Monday, 29 March 2010

Tarhunah's Great Man Made River

Rock face on part of the Great Man Made River, west of Tarhunah

On Friday (March 26th) I visited the Tarhunah area of Tripolitania with Ibrahim and a couple of friends, Martin and Alexandra. Tarhuni are the butt of Libyan jokes for their alleged lack of sophistication. I suspect this is because this hilly area is farming country, principally olives, and the young folk historically used to leave school early to earn a living on the farm.

I visited the area as it is one of the few places in Tripolitania which I hadn't been to. Questions such as whether the house bunting is present needed to be answered. It's not present to the east (at Wadi Kaam) but it is to the west (at Gharyan).

The most obvious feature of the area is there are olive groves, everywhere! These are not particularly good for birding. However we discovered the area does have a few birding gems mostly away from the farms. Some of the land is too rocky and/or steep for olives. Here the habitat is much more natural.

Before we climbed up the hills too far we spotted a female kestrel in a field resting and a common raven overhead.

Out first major stop once we had arrived in the hills was to investigate a rocky slope which has a wadi. Yet we saw only four species. Two were crested lark and thekla lark. A third was black wheatear. We glimpsed some other birds sulking in the shrubbery in the wadi. With a lot of patience (on a hot humid day!) we finally got a good view of the other birds. There were at least three nightingale hiding in different places up and down the wadi. Presummably they had made the Saharan crossing and were resting during the day before onward journey. This discovery showed my sighting of a nightingale in Tripoli last week was not a fluke. But these birds had less hospitable surroundings.

Our second stop was to climb a local peak (up to 430 metres). We discovered a fulvous babbler's nest in one of thorn bushes complete with family. Otherwise the climb was uneventful until Ibrahim heard a toy trumpet! Actually he had stopped to rest while the rest of us had kept climbing when a large flock of trumpeter finch just flew past him.

Trumpeter finch, hillside west of Tarhunah

This is the first time I had seen a flock. Before my record was a pair at Ain Tamdit, Jebel Nafusa.

After watching the flock for sometime we tore ourselves away and headed into Tarhunah to look for house buntings. There were none. The town birds consisted of laughing dove, pigeon, turtle dove, barn swallow, desert grey shrike, serin and spanish sparrow.

On the way back we discovered a very interesting area. We turned off the Tarhunah to Tripoli road onto the service road which follows the Great Man Made River. There is a 50 metre corridor on the surface all along the water pipeline which is left flat and undeveloped. In places the rock has been cut to produce large cliffs (see picture at the top of this blog).

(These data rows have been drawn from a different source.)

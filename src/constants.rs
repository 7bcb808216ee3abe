//! Application-wide constants
//!
//! JSON field names, preference type tags and persisted key suffixes live
//! here so the factory, the entities and the stores agree on one spelling.

/// Root document fields
pub mod document {
    /// Array of child preference definitions (required)
    pub const ITEMS: &str = "items";

    /// Store namespace for every preference in the document
    pub const NAMESPACE: &str = "prefs";

    /// Write defaults into the store immediately after loading
    pub const PRE_INIT: &str = "preinit";

    /// Namespace used when the document does not name one
    pub const DEFAULT_NAMESPACE: &str = "prefs";
}

/// Fields shared by every preference item
pub mod field {
    pub const TYPE: &str = "type";
    pub const KEY: &str = "key";
    pub const NAME: &str = "name";
    pub const DESCRIPTION: &str = "description";
    pub const DEPENDENCY: &str = "if";

    pub const CHECKED: &str = "checked";
    pub const SELECTED_DESCRIPTION: &str = "selected_description";
    pub const UNSELECTED_DESCRIPTION: &str = "unselected_description";

    /// String array reference for list options
    pub const LIST_OPTIONS: &str = "items";
    pub const LIST_DEFAULT: &str = "default";

    pub const APP_NAME: &str = "app_name";
    pub const APP_PACKAGE: &str = "app_package";
    pub const APP_ACTIVITY: &str = "app_activity";

    pub const COLOR: &str = "color";
    pub const SWATCH: &str = "swatch";
    pub const SWATCH_POSITION: &str = "swatch_position";
    pub const ALPHA_ENABLED: &str = "alpha_enabled";
    pub const COLORS: &str = "colors";

    pub const DISMISSIBLE: &str = "dismissible";
    pub const DISMISSED: &str = "dismissed";

    pub const SEEKBAR_MIN: &str = "min";
    pub const SEEKBAR_MAX: &str = "max";
    pub const SEEKBAR_STEP_SIZE: &str = "step_size";
    pub const SEEKBAR_VALUE: &str = "value";
    pub const SEEKBAR_SELECTED_STEP: &str = "selected_step";
}

/// Values of the `type` discriminator
pub mod kind {
    pub const BOOLEAN: &str = "boolean";
    pub const LIST_SINGLE: &str = "list_single";
    pub const LIST_APPS: &str = "list_apps";
    pub const COLOR: &str = "color";
    pub const COLOR_GROUP: &str = "color_group";
    pub const SECTION: &str = "section";
    pub const SIMPLE: &str = "simple";
    pub const MESSAGE: &str = "message";
    pub const SEEKBAR_INT: &str = "seekbar_int";
    pub const SEEKBAR_FLOAT: &str = "seekbar_float";
    pub const GROUP: &str = "group";
}

/// Suffixes appended to a preference key for secondary persisted fields
pub mod suffix {
    pub const LIST_DISPLAY: &str = "_display";
    pub const SWATCH: &str = "_swatch";
    pub const SWATCH_POSITION: &str = "_swatch_position";
    pub const SEEKBAR_VALUE: &str = "_value";
    pub const APP_PACKAGE: &str = "_package";
    pub const APP_NICE_NAME: &str = "_nicename";
    pub const DISMISSED: &str = "_dismissed";
}

/// Color values
pub mod color {
    /// Swatch index meaning "not picked from a swatch"
    pub const NO_SWATCH: i32 = -1;

    /// Alpha channel forced onto 6-digit hex colors
    pub const OPAQUE_ALPHA: u32 = 0xFF00_0000;
}

/// Seekbar defaults used when a definition leaves a field out
pub mod seekbar {
    pub const INT_MIN: i32 = 0;
    pub const INT_MAX: i32 = 2;
    pub const INT_STEP_SIZE: i32 = 1;

    pub const FLOAT_MIN: f32 = 0.0;
    pub const FLOAT_MAX: f32 = 2.0;
    pub const FLOAT_STEP_SIZE: f32 = 1.0;
}

/// File locations
pub mod config {
    /// Directory name under the platform config dir
    pub const APP_DIR: &str = "prefs-tree";

    /// Extension of per-namespace store files
    pub const STORE_EXTENSION: &str = "json";
}
//! JSON-defined preference trees
//!
//! A definitions document describes typed preferences (switches, lists,
//! colors, sliders, messages, nested groups) and the conditions under which
//! each is shown. This crate builds that tree, loads and saves its values
//! against a key-value store, keeps the displayable subset in step with
//! dependency changes, and reports the list edits a renderer needs.

#![forbid(unsafe_code)]

pub mod config;
pub mod constants;
pub mod diff;
pub mod error;
pub mod factory;
pub mod loader;
pub mod preference;
pub mod resources;
pub mod store;

pub use diff::{DisplayedList, ListDiff, ListEdit};
pub use error::{LoadError, StoreError};
pub use factory::{build_from_document, load_document};
pub use loader::{LoadedPreferences, PendingLoad, PreferenceLoader};
pub use preference::{Dependency, Operator, Preference, PreferenceGroup, PreferenceKind};
pub use store::{JsonFileStore, MemoryStore, PreferenceStore, StoreEditor, StoreValue};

Along the route of the service road we saw serin in the nearby cypress trees and a pair of tawny pipit running along the flats.

Tawny pipit along the Great Man Made River, west of Tarhunah

However it was at a cliff face along the route where we had the best birding of the day by far. On the cliff face we saw a pharoah eagle owl fly into its day time roost. There were large flocks of linnet, trumpeter finch and serin all there at the same time in the flat area below the cliff face and on the cliff.

Two linnets below a cliff face on the Great Man Made River, west of Tarhunah

The area's attraction for finches is not just related to the cliff face and the flat land below with a variety of plants and seeds. There is also a row of cypress trees nearby offering wind protection for a citrus grove and there is a small water trough too. The finches and eagle owl were not alone. We also spotted lesser kestrel flying overhead and blue rock thrush on the cliff.

This is quite a magical place which I wish we had found earlier in the day. I have made a mental note to visit more of the route of the water pipeline in other places. I have also decided its time to upgrade my camera. When I first took up bird watching I had a standard digital camera. Last year I bought a bridge camera. But on Friday its limitations were all too apparent. Small birds such as trumpeter finch which refuse to come closer tested me and the camera beyond its limits. I have resolved to buy a digital SLR as soon as I can afford it.